Input for this task>

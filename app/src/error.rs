//! Error type returned by exposed commands.

use serde::Serialize;
use serde_json::json;
use vigia_auth::AuthError;
use vigia_browser::BrowserError;
use vigia_sites::SiteError;
use vigia_vault::VaultError;

/// Serializable error for the command surface.
#[derive(Debug, Serialize)]
pub struct CommandError {
    /// Error code for caller handling (e.g., "SESSION_NEEDS_REAUTH")
    pub code: String,
    /// User-friendly error message
    pub message: String,
    /// Optional debugging context (never contains credential material)
    pub details: Option<serde_json::Value>,
}

impl CommandError {
    /// Create a new command error.
    pub fn new(code: impl Into<String>, message: impl Into<String>) -> Self {
        Self {
            code: code.into(),
            message: message.into(),
            details: None,
        }
    }

    /// Create a command error with details.
    pub fn with_details(
        code: impl Into<String>,
        message: impl Into<String>,
        details: serde_json::Value,
    ) -> Self {
        Self {
            code: code.into(),
            message: message.into(),
            details: Some(details),
        }
    }
}

impl std::fmt::Display for CommandError {
    fn fmt(&self, f: &mut std::fmt::Formatter<'_>) -> std::fmt::Result {
        write!(f, "{}: {}", self.code, self.message)
    }
}

impl std::error::Error for CommandError {}

impl From<VaultError> for CommandError {
    fn from(err: VaultError) -> Self {
        let message = err.to_string();
        match err {
            VaultError::UnsupportedSite { site, supported } => Self::with_details(
                "UNSUPPORTED_SITE",
                message,
                json!({ "site": site, "supported": supported }),
            ),
            VaultError::Validation(_) => Self::new("VALIDATION_ERROR", message),
            VaultError::InvalidPayloadShape(_) => Self::new("INVALID_PAYLOAD", message),
            // The sub-cause stays in the logs.
            VaultError::Decryption(_) => {
                Self::new("DECRYPTION_FAILED", "Stored session could not be decrypted")
            }
            VaultError::SessionNeedsReauth { site } => Self::with_details(
                "SESSION_NEEDS_REAUTH",
                message,
                json!({ "site": site }),
            ),
            VaultError::SessionExpiredByStatus { site } => {
                Self::with_details("SESSION_EXPIRED", message, json!({ "site": site }))
            }
            VaultError::SessionExpiredByTime { site, expired_at } => Self::with_details(
                "SESSION_EXPIRED",
                message,
                json!({ "site": site, "expiredAt": expired_at }),
            ),
            VaultError::SessionInvalid { site } => {
                Self::with_details("SESSION_INVALID", message, json!({ "site": site }))
            }
            VaultError::SessionNotFound { site } => {
                Self::with_details("SESSION_NOT_FOUND", message, json!({ "site": site }))
            }
            VaultError::Encryption(_) => Self::new("ENCRYPTION_FAILED", message),
            VaultError::KeyUnavailable(_) => Self::new("KEY_UNAVAILABLE", message),
            VaultError::KeyDerivation(_) => Self::new("KEY_DERIVATION_FAILED", message),
            VaultError::Database(_) => Self::new("DATABASE_ERROR", message),
        }
    }
}

impl From<SiteError> for CommandError {
    fn from(err: SiteError) -> Self {
        let message = err.to_string();
        match err {
            SiteError::UnsupportedSite { site, supported } => Self::with_details(
                "UNSUPPORTED_SITE",
                message,
                json!({ "site": site, "supported": supported }),
            ),
            SiteError::NotRegistered { site } => {
                Self::with_details("SITE_NOT_REGISTERED", message, json!({ "site": site }))
            }
            SiteError::DuplicateSite { .. } | SiteError::ValidationError { .. } => {
                Self::new("SITE_CONFIG_ERROR", message)
            }
        }
    }
}

impl From<BrowserError> for CommandError {
    fn from(err: BrowserError) -> Self {
        let message = err.to_string();
        match err {
            BrowserError::RateLimitTimeout { site, waited } => Self::with_details(
                "RATE_LIMITED",
                message,
                json!({ "site": site, "waitedMs": u64::try_from(waited.as_millis()).unwrap_or(u64::MAX) }),
            ),
            BrowserError::Cancelled { site } => {
                Self::with_details("CANCELLED", message, json!({ "site": site }))
            }
            BrowserError::UnknownSite { site } => {
                Self::with_details("SITE_NOT_REGISTERED", message, json!({ "site": site }))
            }
            BrowserError::InvalidStorageState(_) => Self::new("INVALID_PAYLOAD", message),
            BrowserError::Timeout(_) => Self::new("BROWSER_TIMEOUT", message),
            BrowserError::Launch(_) | BrowserError::Chromium(_) | BrowserError::Navigation(_) => {
                Self::new("BROWSER_ERROR", message)
            }
        }
    }
}

impl From<AuthError> for CommandError {
    fn from(err: AuthError) -> Self {
        match err {
            AuthError::CredentialExhausted { site, tried } => Self::with_details(
                "CREDENTIAL_EXHAUSTED",
                format!("No usable credential for {site}"),
                json!({ "site": site, "tried": tried }),
            ),
            AuthError::UnsupportedSite { site, supported } => Self::with_details(
                "UNSUPPORTED_SITE",
                format!("Unsupported site '{site}'"),
                json!({ "site": site, "supported": supported }),
            ),
            AuthError::Validation(msg) => Self::new("VALIDATION_ERROR", msg),
            AuthError::Source {
                source_kind,
                message,
            } => Self::with_details(
                "CREDENTIAL_SOURCE_FAILED",
                message,
                json!({ "source": source_kind }),
            ),
            AuthError::Site(err) => err.into(),
            AuthError::Store(err) => err.into(),
            AuthError::Browser(err) => err.into(),
        }
    }
}

#[cfg(test)]
mod tests {
    use super::*;
    use std::time::Duration;
    use vigia_core::{CredentialSourceKind, Site};
    use vigia_vault::DecryptFailure;

    #[test]
    fn test_command_error_new() {
        let err = CommandError::new("TEST_CODE", "Test message");
        assert_eq!(err.code, "TEST_CODE");
        assert_eq!(err.message, "Test message");
        assert!(err.details.is_none());
    }

    #[test]
    fn test_command_error_with_details() {
        let details = json!({ "key": "value" });
        let err = CommandError::with_details("TEST_CODE", "Test message", details.clone());
        assert_eq!(err.code, "TEST_CODE");
        assert_eq!(err.details, Some(details));
    }

    #[test]
    fn test_needs_reauth_conversion() {
        let err: CommandError = VaultError::SessionNeedsReauth { site: Site::Olx }.into();
        assert_eq!(err.code, "SESSION_NEEDS_REAUTH");
        assert_eq!(err.details, Some(json!({ "site": "OLX" })));
    }

    #[test]
    fn test_decryption_hides_cause() {
        let err: CommandError = VaultError::Decryption(DecryptFailure::TagMismatch).into();
        assert_eq!(err.code, "DECRYPTION_FAILED");
        assert!(!err.message.contains("tag"));
    }

    #[test]
    fn test_unsupported_site_lists_supported() {
        let err: CommandError = SiteError::unsupported("EBAY").into();
        assert_eq!(err.code, "UNSUPPORTED_SITE");
        let details = err.details.expect("details");
        assert_eq!(details["site"], "EBAY");
        assert!(details["supported"]
            .as_str()
            .expect("supported list")
            .contains("OLX"));
    }

    #[test]
    fn test_rate_limit_conversion() {
        let err: CommandError = BrowserError::RateLimitTimeout {
            site: Site::FacebookMarketplace,
            waited: Duration::from_millis(1500),
        }
        .into();
        assert_eq!(err.code, "RATE_LIMITED");
        assert_eq!(err.details.expect("details")["waitedMs"], 1500);
    }

    #[test]
    fn test_auth_errors_unwrap_nested() {
        let err: CommandError = AuthError::Store(VaultError::SessionNotFound { site: Site::Olx }).into();
        assert_eq!(err.code, "SESSION_NOT_FOUND");

        let err: CommandError = AuthError::CredentialExhausted {
            site: Site::FacebookMarketplace,
            tried: "db, env".to_string(),
        }
        .into();
        assert_eq!(err.code, "CREDENTIAL_EXHAUSTED");

        let err: CommandError =
            AuthError::source_failure(CredentialSourceKind::Env, "bad base64").into();
        assert_eq!(err.code, "CREDENTIAL_SOURCE_FAILED");
        assert_eq!(err.details, Some(json!({ "source": "env" })));
    }

    #[test]
    fn test_serialization() {
        let err = CommandError::new("SESSION_NOT_FOUND", "no session stored for OLX");
        let value = serde_json::to_value(&err).expect("serialize");
        assert_eq!(value["code"], "SESSION_NOT_FOUND");
        assert!(value["details"].is_null());
    }
}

What the task requires> Starting at the first line of the listing, retype every line up to and including the one with "pub struct CommandError".

Solution to the exercise>
filename app/src/error.rs
//! Error type returned by exposed commands.

use serde::Serialize;
use serde_json::json;
use vigia_auth::AuthError;
use vigia_browser::BrowserError;
use vigia_sites::SiteError;
use vigia_vault::VaultError;

/// Serializable error for the command surface.
#[derive(Debug, Serialize)]
pub struct CommandError {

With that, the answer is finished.